Именно этот сон она и вспоминала снова и снова, когда услышала за спиной Ольгин голос. Выспавшаяся, спокойная, та подошла и опустила хлеб в тостер.
- Ты можешь посидеть полдня с Викой? – Повернулась она к ней. – Мне надо в банк, узнать насчет техосмотра и отвезти, наконец, Витины рубашки в химчистку. Ты же знаешь, там его любимая. Она должна быть чистой к его возвращению.
Словно не замечая ее отрешенного кивка, Ольга включила кофеварку и направилась в ванную.

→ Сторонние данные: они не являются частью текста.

//! Identifier types for rzp-subs.
//!
//! Store-side identifiers (orders, products) are numeric post ids. Gateway-side
//! identifiers (plans, subscriptions, customers) are opaque strings such as
//! `plan_00000000000001`.
//!
//! # Macro-based ID Types
//!
//! The `store_id_type!` and `gateway_id_type!` macros keep parsing, display and
//! serde behaviour identical across identifier types.

use serde::{Deserialize, Serialize};
use std::fmt;
use std::str::FromStr;

/// Define a numeric store identifier.
///
/// Generates a `Copy` newtype over `u64` with:
/// - `FromStr`, `Display`, `Debug`
/// - transparent serde (serialized as a JSON number)
/// - `From<u64>`
/// - `to_be_bytes` for ordered storage keys
macro_rules! store_id_type {
    ($name:ident, $doc:expr) => {
        #[doc = $doc]
        #[derive(Clone, Copy, PartialEq, Eq, PartialOrd, Ord, Hash, Serialize, Deserialize)]
        #[serde(transparent)]
        pub struct $name(u64);

        impl $name {
            /// Create a new identifier from its raw value.
            #[must_use]
            pub const fn new(value: u64) -> Self {
                Self(value)
            }

            /// Return the raw value.
            #[must_use]
            pub const fn get(&self) -> u64 {
                self.0
            }

            /// Big-endian bytes of the identifier (8 bytes).
            #[must_use]
            pub const fn to_be_bytes(&self) -> [u8; 8] {
                self.0.to_be_bytes()
            }
        }

        impl FromStr for $name {
            type Err = IdError;

            fn from_str(s: &str) -> Result<Self, Self::Err> {
                s.trim()
                    .parse::<u64>()
                    .map(Self)
                    .map_err(|_| IdError::InvalidNumber(s.to_string()))
            }
        }

        impl fmt::Debug for $name {
            fn fmt(&self, f: &mut fmt::Formatter<'_>) -> fmt::Result {
                write!(f, "{}({})", stringify!($name), self.0)
            }
        }

        impl fmt::Display for $name {
            fn fmt(&self, f: &mut fmt::Formatter<'_>) -> fmt::Result {
                write!(f, "{}", self.0)
            }
        }

        impl From<u64> for $name {
            fn from(value: u64) -> Self {
                Self(value)
            }
        }
    };
}

/// Define a gateway identifier wrapping a non-empty string.
macro_rules! gateway_id_type {
    ($name:ident, $doc:expr) => {
        #[doc = $doc]
        #[derive(Clone, PartialEq, Eq, Hash, Serialize, Deserialize)]
        #[serde(try_from = "String", into = "String")]
        pub struct $name(String);

        impl $name {
            /// Borrow the identifier as a string slice.
            #[must_use]
            pub fn as_str(&self) -> &str {
                &self.0
            }
        }

        impl FromStr for $name {
            type Err = IdError;

            fn from_str(s: &str) -> Result<Self, Self::Err> {
                let trimmed = s.trim();
                if trimmed.is_empty() {
                    return Err(IdError::Empty(stringify!($name)));
                }
                Ok(Self(trimmed.to_string()))
            }
        }

        impl fmt::Debug for $name {
            fn fmt(&self, f: &mut fmt::Formatter<'_>) -> fmt::Result {
                write!(f, "{}({})", stringify!($name), self.0)
            }
        }

        impl fmt::Display for $name {
            fn fmt(&self, f: &mut fmt::Formatter<'_>) -> fmt::Result {
                f.write_str(&self.0)
            }
        }

        impl TryFrom<String> for $name {
            type Error = IdError;

            fn try_from(value: String) -> Result<Self, Self::Error> {
                value.parse()
            }
        }

        impl From<$name> for String {
            fn from(id: $name) -> Self {
                id.0
            }
        }

        impl AsRef<str> for $name {
            fn as_ref(&self) -> &str {
                &self.0
            }
        }
    };
}

store_id_type!(OrderId, "A store order identifier.");
store_id_type!(ProductId, "A store product identifier.\n\nPlan metadata is kept per product.");

gateway_id_type!(PlanId, "A gateway plan identifier (`plan_...`).");
gateway_id_type!(SubscriptionId, "A gateway subscription identifier (`sub_...`).");
gateway_id_type!(CustomerId, "A gateway customer identifier (`cust_...`).");

/// Errors that can occur when parsing identifiers.
#[derive(Debug, Clone, PartialEq, Eq, thiserror::Error)]
pub enum IdError {
    /// The input is not a non-negative integer.
    #[error("invalid numeric identifier: {0:?}")]
    InvalidNumber(String),

    /// The input is empty.
    #[error("empty {0}")]
    Empty(&'static str),
}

- Тома, у тебя есть знакомый психиатр? Да, по ходу, для всех…
Последние слова были тихо произнесены уже в выключенный телефон после того, как она совершенно отчетливо услышала:
- Лизок, не все очевидное очевидно.
====== Глава 12. Я за тобой, я за тебя... ======
– Я никогда раньше не думал, что секунды можно видеть, слышать и чувствовать. Я видел, как вспыхнули вырывающиеся из дул пули, слышал, как они летели ко мне, почувствовал, как волна ударила в грудь так, что устоять на ногах было невозможно. Гул в ушах, словно я оказался в следе взлетающего самолета, вмиг накрывшая глаза темнота и несколько мгновений свободного падения. Я даже успел подумать, как странно выглядит смерть. Страх сменился некоторым облегчением – все, наконец, закончилось. И снова секунды… Две, три, десять… прежде чем меня подняли, и я увидел усмехающиеся глаза Зафара. Он ничего не сказал, лишь обернулся на стоявшего за спиной боевика, тот удовлетворенно кивнул головой. После чего меня притащили сюда, не проронив ни слова о сути произошедшего. – Думаю, мы очень скоро все узнаем. Сколько они уже так сидели? Решив, что сходит с ума, Введенский не сразу узнал в вышедшем к нему человеке того, кого уже успел мысленно похоронить. И лишь спустя несколько минут, когда привыкшие к темноте глаза разглядели знакомый наклон головы, разворот плеч и стать фигуры, он сделал несколько нерешительных шагов, замер напротив него и вдруг, вцепившись в его плечи, крепко обнял. И все то время, что тот рассказывал ему о пережитом кошмаре, сидел, сжав его руку и не отводя глаз.